[Requirement]
Nothing but a number should be written: the count of lines below that contain "values".

(Collected data)
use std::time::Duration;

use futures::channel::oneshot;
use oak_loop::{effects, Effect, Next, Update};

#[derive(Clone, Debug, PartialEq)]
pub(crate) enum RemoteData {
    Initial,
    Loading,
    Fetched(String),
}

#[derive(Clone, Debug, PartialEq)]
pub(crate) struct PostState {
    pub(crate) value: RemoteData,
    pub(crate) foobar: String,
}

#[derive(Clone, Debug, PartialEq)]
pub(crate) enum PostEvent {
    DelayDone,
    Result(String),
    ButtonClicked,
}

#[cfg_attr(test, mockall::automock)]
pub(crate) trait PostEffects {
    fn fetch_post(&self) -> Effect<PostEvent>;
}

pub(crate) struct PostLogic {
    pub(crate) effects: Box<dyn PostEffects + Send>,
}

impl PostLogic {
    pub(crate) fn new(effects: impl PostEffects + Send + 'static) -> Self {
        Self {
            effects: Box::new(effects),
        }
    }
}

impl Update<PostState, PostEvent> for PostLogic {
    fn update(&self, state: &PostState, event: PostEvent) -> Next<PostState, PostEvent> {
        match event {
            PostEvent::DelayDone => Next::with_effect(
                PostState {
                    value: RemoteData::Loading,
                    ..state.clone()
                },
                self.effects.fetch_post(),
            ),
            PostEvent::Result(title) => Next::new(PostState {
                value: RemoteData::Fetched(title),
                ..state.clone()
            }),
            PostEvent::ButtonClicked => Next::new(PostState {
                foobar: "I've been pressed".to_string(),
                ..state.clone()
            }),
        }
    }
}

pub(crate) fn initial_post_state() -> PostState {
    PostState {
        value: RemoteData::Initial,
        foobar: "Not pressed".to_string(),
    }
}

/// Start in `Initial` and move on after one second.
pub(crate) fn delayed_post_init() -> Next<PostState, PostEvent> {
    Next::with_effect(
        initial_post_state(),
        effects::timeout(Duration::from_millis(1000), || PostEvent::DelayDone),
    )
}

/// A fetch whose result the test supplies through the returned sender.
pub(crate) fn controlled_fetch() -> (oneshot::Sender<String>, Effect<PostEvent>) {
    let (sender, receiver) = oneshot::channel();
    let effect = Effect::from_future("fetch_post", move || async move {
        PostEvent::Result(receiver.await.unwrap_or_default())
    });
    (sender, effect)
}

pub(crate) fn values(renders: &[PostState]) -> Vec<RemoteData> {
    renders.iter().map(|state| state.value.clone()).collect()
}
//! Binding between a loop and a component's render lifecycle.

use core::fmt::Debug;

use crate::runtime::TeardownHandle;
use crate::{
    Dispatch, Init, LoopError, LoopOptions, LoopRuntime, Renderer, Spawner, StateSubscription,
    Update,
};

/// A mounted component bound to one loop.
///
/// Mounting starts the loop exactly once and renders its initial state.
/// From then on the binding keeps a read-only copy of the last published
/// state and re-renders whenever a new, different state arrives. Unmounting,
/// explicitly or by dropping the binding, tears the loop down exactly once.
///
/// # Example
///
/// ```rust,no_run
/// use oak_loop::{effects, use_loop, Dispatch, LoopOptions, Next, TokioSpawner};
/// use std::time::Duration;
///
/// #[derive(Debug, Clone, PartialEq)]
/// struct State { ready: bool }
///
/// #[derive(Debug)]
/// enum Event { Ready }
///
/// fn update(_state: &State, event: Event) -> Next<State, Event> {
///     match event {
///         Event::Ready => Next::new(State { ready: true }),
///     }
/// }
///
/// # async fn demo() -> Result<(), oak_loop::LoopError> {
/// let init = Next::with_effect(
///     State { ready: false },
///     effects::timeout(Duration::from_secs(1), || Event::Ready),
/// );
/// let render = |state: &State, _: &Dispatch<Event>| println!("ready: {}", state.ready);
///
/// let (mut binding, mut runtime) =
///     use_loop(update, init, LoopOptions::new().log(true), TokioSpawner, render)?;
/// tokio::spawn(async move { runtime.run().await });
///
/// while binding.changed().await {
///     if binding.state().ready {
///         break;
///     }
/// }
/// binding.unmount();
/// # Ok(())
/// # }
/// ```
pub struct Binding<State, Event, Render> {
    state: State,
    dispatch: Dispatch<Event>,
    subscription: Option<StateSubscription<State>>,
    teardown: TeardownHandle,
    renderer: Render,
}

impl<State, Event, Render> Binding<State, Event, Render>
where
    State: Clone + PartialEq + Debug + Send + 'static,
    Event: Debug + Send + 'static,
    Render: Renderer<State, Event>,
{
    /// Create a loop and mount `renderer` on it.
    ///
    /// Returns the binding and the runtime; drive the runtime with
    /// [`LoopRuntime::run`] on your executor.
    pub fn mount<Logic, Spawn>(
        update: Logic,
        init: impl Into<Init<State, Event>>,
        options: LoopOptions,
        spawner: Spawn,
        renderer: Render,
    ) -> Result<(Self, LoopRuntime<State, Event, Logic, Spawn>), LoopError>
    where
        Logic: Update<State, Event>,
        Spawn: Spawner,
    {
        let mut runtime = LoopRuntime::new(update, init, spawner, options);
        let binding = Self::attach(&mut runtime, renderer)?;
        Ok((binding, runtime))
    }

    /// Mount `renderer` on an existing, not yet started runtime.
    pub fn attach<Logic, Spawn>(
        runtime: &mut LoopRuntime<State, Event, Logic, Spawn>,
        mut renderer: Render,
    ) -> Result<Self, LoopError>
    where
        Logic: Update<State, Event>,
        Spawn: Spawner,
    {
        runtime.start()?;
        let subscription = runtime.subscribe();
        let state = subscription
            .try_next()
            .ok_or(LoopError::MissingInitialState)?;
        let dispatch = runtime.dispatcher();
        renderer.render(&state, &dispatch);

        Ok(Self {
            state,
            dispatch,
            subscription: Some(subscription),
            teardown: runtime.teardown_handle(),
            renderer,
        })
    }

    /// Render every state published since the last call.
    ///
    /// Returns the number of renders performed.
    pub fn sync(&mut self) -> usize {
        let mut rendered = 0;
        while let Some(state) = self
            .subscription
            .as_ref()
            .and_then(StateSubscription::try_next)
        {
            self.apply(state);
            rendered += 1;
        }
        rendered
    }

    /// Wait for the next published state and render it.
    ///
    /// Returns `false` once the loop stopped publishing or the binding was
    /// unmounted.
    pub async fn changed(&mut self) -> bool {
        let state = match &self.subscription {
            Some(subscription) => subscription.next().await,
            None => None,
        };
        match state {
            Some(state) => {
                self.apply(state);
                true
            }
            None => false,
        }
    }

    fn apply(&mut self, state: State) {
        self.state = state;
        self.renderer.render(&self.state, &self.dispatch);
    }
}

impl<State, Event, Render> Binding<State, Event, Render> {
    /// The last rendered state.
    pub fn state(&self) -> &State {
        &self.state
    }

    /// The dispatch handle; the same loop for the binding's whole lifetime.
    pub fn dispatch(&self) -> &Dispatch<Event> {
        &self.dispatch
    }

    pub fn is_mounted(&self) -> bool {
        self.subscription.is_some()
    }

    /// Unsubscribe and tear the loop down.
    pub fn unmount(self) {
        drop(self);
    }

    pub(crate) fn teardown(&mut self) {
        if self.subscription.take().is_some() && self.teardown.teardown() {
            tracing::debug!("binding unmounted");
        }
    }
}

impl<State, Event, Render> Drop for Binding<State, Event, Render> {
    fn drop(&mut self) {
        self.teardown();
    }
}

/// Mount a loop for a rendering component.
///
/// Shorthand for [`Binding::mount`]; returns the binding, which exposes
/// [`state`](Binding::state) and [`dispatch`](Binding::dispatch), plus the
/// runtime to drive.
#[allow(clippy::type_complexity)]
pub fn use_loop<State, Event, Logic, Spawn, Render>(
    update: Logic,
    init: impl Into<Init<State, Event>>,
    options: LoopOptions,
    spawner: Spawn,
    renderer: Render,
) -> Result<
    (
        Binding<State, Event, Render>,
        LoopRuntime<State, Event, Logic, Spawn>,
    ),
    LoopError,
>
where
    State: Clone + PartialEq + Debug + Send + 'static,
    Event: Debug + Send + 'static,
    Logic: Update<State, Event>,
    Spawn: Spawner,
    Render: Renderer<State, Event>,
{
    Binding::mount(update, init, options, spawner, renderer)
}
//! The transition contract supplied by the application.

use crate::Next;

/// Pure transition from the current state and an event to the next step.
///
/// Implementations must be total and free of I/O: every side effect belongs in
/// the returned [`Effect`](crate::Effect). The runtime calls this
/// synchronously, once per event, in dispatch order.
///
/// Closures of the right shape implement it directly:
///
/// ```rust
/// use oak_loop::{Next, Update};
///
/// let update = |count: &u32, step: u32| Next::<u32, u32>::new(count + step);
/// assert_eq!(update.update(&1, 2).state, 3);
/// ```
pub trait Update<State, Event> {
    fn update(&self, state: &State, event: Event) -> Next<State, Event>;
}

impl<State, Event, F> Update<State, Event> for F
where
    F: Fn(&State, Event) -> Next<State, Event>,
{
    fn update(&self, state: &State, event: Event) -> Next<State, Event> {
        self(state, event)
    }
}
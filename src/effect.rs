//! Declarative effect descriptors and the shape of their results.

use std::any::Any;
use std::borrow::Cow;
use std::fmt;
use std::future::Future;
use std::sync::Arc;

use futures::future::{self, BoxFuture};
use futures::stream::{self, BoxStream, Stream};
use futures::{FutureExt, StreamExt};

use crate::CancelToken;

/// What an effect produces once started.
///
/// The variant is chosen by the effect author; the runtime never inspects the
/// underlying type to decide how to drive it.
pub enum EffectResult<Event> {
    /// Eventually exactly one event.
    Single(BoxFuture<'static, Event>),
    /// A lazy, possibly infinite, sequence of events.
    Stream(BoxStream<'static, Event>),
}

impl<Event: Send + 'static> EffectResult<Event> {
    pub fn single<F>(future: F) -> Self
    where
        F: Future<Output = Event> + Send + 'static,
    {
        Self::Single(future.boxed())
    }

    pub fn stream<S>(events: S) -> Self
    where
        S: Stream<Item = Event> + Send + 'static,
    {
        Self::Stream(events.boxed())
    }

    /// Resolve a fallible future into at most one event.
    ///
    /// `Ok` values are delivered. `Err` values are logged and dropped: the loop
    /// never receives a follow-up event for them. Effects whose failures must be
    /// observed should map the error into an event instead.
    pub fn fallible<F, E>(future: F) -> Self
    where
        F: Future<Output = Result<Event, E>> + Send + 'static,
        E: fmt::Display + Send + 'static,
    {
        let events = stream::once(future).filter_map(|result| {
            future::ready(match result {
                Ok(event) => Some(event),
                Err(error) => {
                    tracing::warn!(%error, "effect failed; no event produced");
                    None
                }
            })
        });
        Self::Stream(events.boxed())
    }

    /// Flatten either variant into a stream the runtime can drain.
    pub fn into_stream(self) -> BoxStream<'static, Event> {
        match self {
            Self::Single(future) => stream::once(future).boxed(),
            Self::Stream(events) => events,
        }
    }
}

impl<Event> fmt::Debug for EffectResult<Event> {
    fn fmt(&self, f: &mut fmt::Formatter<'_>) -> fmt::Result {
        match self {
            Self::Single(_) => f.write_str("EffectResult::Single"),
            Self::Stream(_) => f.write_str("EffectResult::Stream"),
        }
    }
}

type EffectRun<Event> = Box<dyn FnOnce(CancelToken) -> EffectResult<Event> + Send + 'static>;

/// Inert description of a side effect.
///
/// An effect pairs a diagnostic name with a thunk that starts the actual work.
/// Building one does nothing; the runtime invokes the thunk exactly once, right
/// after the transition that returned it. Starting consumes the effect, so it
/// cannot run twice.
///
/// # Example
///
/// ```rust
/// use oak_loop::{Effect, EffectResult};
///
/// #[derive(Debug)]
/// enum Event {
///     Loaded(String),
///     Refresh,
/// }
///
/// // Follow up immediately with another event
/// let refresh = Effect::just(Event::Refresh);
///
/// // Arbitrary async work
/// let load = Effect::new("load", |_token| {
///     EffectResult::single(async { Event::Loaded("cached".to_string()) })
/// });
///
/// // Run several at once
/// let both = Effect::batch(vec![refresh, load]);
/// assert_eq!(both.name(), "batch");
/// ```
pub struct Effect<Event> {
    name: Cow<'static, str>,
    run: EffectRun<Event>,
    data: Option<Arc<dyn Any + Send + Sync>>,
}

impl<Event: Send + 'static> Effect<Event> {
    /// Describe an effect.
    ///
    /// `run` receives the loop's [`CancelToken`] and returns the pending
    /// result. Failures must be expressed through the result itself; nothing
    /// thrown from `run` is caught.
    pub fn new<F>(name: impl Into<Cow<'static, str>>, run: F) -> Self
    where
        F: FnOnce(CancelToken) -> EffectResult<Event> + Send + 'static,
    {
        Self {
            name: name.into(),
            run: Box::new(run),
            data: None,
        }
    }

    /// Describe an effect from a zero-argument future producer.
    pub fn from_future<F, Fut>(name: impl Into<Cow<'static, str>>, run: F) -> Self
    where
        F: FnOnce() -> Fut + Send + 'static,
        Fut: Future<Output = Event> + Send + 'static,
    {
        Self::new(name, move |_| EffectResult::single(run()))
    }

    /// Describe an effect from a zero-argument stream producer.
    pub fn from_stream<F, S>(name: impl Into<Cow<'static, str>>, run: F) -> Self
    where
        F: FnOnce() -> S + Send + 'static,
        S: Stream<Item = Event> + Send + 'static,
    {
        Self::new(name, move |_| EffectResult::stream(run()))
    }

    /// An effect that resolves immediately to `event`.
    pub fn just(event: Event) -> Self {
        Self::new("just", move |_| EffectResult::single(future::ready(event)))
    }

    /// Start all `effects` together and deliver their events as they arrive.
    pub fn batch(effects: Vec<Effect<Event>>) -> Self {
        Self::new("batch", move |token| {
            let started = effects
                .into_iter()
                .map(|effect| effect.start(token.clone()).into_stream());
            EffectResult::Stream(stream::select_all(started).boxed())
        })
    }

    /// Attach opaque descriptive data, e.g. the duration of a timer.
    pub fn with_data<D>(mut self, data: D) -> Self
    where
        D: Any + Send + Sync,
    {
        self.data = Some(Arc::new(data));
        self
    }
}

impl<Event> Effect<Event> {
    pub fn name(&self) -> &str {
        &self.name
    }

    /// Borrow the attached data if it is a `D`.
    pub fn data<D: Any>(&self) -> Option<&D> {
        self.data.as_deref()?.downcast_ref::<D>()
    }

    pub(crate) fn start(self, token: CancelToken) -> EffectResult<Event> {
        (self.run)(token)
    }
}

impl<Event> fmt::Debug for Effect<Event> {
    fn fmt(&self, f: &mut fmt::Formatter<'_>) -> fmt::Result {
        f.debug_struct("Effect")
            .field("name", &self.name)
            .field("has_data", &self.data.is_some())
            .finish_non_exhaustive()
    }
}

[Result below]
2